Still, it's worth noting for the record that the New Deal didn't really do what most of these people think it did. It didn't, for example, end the Great Depression. It prolonged it - by years. It didn't really crack down on big business - it gave big business unprecedented power to regulate itself, to the detriment of small businessmen.
But when you point out these facts, the usual response is, "So what?"
Well, if you're going to proclaim that what we need is a new New Deal when you're conceding that the New Deal didn't work, you've got a problem on your hands.
But the problems go deeper than that. Some say what they love about the New Deal was its "bold, persistent experimentation," in FDR's famous words.
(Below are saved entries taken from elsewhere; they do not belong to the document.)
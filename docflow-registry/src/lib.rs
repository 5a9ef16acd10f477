//! ABOUTME: Job Registry (C2): durable job records with fault-isolated status writes

pub mod registry;
pub mod store;

pub use registry::JobRegistry;
pub use store::{InMemoryJobStore, JobStore, PostgresJobStore, SharedJobStore, StoreError};
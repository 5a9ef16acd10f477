//! ABOUTME: Validation Stage (C9): scores a conversion and drives the retry-to-ingestion loop

use docflow_core::{ConverterOptionsOverride, PipelineState, PromptTemplateRegistry, ValidationFeedback};
use docflow_llm::{parse_llm_json, LlmProvider};
use std::collections::HashMap;
use std::io::Read;
use std::sync::Arc;

pub const DEFAULT_MAX_ATTEMPTS: u32 = 3;
const MARKDOWN_TRUNCATION_LIMIT: usize = 15_000;
const TRUNCATION_MARKER: &str = "\n... [truncated]";

struct ZipContents {
    markdown: String,
    image_names: Vec<String>,
}

fn read_zip_contents(zip_path: &std::path::Path) -> Result<ZipContents, String> {
    let file = std::fs::File::open(zip_path).map_err(|e| e.to_string())?;
    let mut archive = zip::ZipArchive::new(file).map_err(|e| e.to_string())?;

    let mut markdown = None;
    let mut image_names = Vec::new();

    for i in 0..archive.len() {
        let mut entry = archive.by_index(i).map_err(|e| e.to_string())?;
        let name = entry.name().to_string();
        if markdown.is_none() && name.ends_with(".md") {
            let mut content = String::new();
            entry.read_to_string(&mut content).map_err(|e| e.to_string())?;
            markdown = Some(content);
        } else if docflow_objectstore::is_image_path(&name) {
            image_names.push(name);
        }
    }

    Ok(ZipContents {
        markdown: markdown.unwrap_or_default(),
        image_names,
    })
}

fn truncate_markdown(markdown: &str) -> String {
    if markdown.chars().count() <= MARKDOWN_TRUNCATION_LIMIT {
        return markdown.to_string();
    }
    let truncated: String = markdown.chars().take(MARKDOWN_TRUNCATION_LIMIT).collect();
    format!("{truncated}{TRUNCATION_MARKER}")
}

/// Runs one validation round: score the current conversion, then either
/// accept it, queue a re-parameterized retry, or force acceptance once
/// `max_attempts` is reached. Never returns an error — validator
/// unavailability degrades to "proceed anyway" per §4.9 rule 7.
#[tracing::instrument(skip(state, llm, templates), fields(job_id = %state.job_id))]
pub async fn run(
    state: &mut PipelineState,
    llm: &Arc<dyn LlmProvider>,
    templates: &PromptTemplateRegistry,
    max_attempts: u32,
) {
    let Some(zip_path) = state.output_zip_path.clone() else {
        force_pass(state, max_attempts);
        return;
    };

    let contents = match read_zip_contents(&zip_path) {
        Ok(c) => c,
        Err(err) => {
            tracing::warn!(error = %err, "failed to read conversion zip; forcing validation pass");
            force_pass(state, max_attempts);
            return;
        }
    };
    state.raw_markdown = Some(contents.markdown.clone());

    let file_size = std::fs::metadata(&zip_path).map(|m| m.len()).unwrap_or(0);
    let file_type = state.kind.to_string();
    let source_filename = state
        .filename
        .clone()
        .unwrap_or_else(|| state.source_ref.clone());

    let Some(template) = templates.get("validation_scoring") else {
        force_pass(state, max_attempts);
        return;
    };

    let mut vars = HashMap::new();
    vars.insert("source_filename".to_string(), source_filename);
    vars.insert("file_type".to_string(), file_type);
    vars.insert("file_size".to_string(), file_size.to_string());
    vars.insert("image_list".to_string(), contents.image_names.join(", "));
    vars.insert(
        "markdown_content".to_string(),
        truncate_markdown(&contents.markdown),
    );
    let prompt = template.render(&vars);

    let response = match llm.invoke(&prompt).await {
        Ok(text) => text,
        Err(err) => {
            tracing::warn!(error = %err, "validation LLM call failed; forcing validation pass");
            force_pass(state, max_attempts);
            return;
        }
    };

    let Some(parsed) = parse_llm_json(&response) else {
        tracing::warn!("validation response could not be parsed; forcing validation pass");
        force_pass(state, max_attempts);
        return;
    };

    let score = parsed.get("score").and_then(serde_json::Value::as_u64).map(|s| s as u8);
    let issues: Vec<String> = parsed
        .get("issues")
        .and_then(serde_json::Value::as_array)
        .map(|arr| {
            arr.iter()
                .filter_map(|v| v.as_str().map(ToString::to_string))
                .collect()
        })
        .unwrap_or_default();
    let recommendation = parsed
        .get("recommendation")
        .and_then(serde_json::Value::as_str)
        .map(ToString::to_string);
    let passed = parsed
        .get("passed")
        .and_then(serde_json::Value::as_bool)
        .unwrap_or_else(|| score.unwrap_or(0) >= 70);

    state.validation_feedback = ValidationFeedback {
        score,
        issues,
        recommendation,
    };
    state.validation_attempts += 1;

    if passed {
        state.validation_passed = true;
        cleanup_source(state);
        return;
    }

    if state.validation_attempts < max_attempts {
        let next_attempt = state.validation_attempts + 1;
        if let Some(overlay) = ConverterOptionsOverride::for_next_attempt(next_attempt) {
            state.docling_options = overlay.apply(state.docling_options.clone());
        }
        state.validation_passed = false;
    } else {
        state.validation_passed = true;
        state.record_metadata("max_attempts_reached", true);
        state.record_metadata("validation_score", score.unwrap_or(0));
        cleanup_source(state);
    }
}

fn force_pass(state: &mut PipelineState, max_attempts: u32) {
    state.validation_attempts = state.validation_attempts.max(max_attempts);
    state.validation_passed = true;
    cleanup_source(state);
}

fn cleanup_source(state: &mut PipelineState) {
    if let Some(path) = state.source_file_path.take() {
        let _ = std::fs::remove_file(path);
    }
}

#[cfg(test)]
mod tests {
    use super::*;
    use async_trait::async_trait;
    use docflow_core::{JobId, PipelineError};

    struct FixedLlm {
        response: String,
    }

    #[async_trait]
    impl LlmProvider for FixedLlm {
        async fn invoke(&self, _prompt: &str) -> Result<String, PipelineError> {
            Ok(self.response.clone())
        }

        fn provider_name(&self) -> &str {
            "fixed"
        }
    }

    fn state_with_no_zip() -> PipelineState {
        PipelineState::new(JobId::new(), "user-1", "https://host/doc.pdf")
    }

    #[tokio::test]
    async fn missing_zip_forces_validation_pass() {
        let llm: Arc<dyn LlmProvider> = Arc::new(FixedLlm {
            response: String::new(),
        });
        let templates = PromptTemplateRegistry::with_defaults();
        let mut state = state_with_no_zip();

        run(&mut state, &llm, &templates, DEFAULT_MAX_ATTEMPTS).await;

        assert!(state.validation_passed);
    }

    #[tokio::test]
    async fn unparseable_llm_response_forces_pass_without_blocking() {
        let llm: Arc<dyn LlmProvider> = Arc::new(FixedLlm {
            response: "I cannot help with that.".to_string(),
        });
        let templates = PromptTemplateRegistry::with_defaults();
        let mut state = state_with_no_zip();

        run(&mut state, &llm, &templates, DEFAULT_MAX_ATTEMPTS).await;

        assert!(state.validation_passed);
    }

    #[test]
    fn truncate_markdown_adds_marker_only_when_over_limit() {
        let short = "hello";
        assert_eq!(truncate_markdown(short), short);

        let long: String = "a".repeat(MARKDOWN_TRUNCATION_LIMIT + 10);
        let truncated = truncate_markdown(&long);
        assert!(truncated.ends_with(TRUNCATION_MARKER));
        assert_eq!(
            truncated.chars().count(),
            MARKDOWN_TRUNCATION_LIMIT + TRUNCATION_MARKER.chars().count()
        );
    }

    #[test]
    fn force_pass_caps_attempts_and_clears_source_file() {
        let mut state = state_with_no_zip();
        state.source_file_path = Some(std::path::PathBuf::from("/tmp/nonexistent-for-test"));
        force_pass(&mut state, DEFAULT_MAX_ATTEMPTS);
        assert!(state.validation_passed);
        assert_eq!(state.validation_attempts, DEFAULT_MAX_ATTEMPTS);
        assert!(state.source_file_path.is_none());
    }
}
"We need our leaders to recapture the urgency of the New Deal era, an enthusiasm for experimentation that attempts to address Americans' core challenges and not just win elections," writes Andrea Batista Schlesinger in the April 7 issue of The Nation.
Others, like Emanuel, suggest that "planning" was the essence of the New Deal. But planning and experimentation are, in fact, opposites. You don't "experiment" when performing an appendectomy or when building a house; you follow a plan.
More important, these New Deal nostalgists don't like experiments in the first place. It's all one-way, about finding new ways to expand government, not new ways to solve problems. Experiments like school vouchers or social security privatization: These are completely taboo to the same people clamoring for a new New Deal.
Others will tell you that what was great about the New Deal was its spirit of "hope" and "unity" - two words we hear a lot these days. But hope for what? Unity about what?
The answer is obvious. The hope for power that comes with unity. "Experimentation" is really just a dishonest word for allowing the would-be Brain Trusters to do whatever they want. And if it fails, well, that's no reason to take away their licenses, because they warned us they were "experimenting."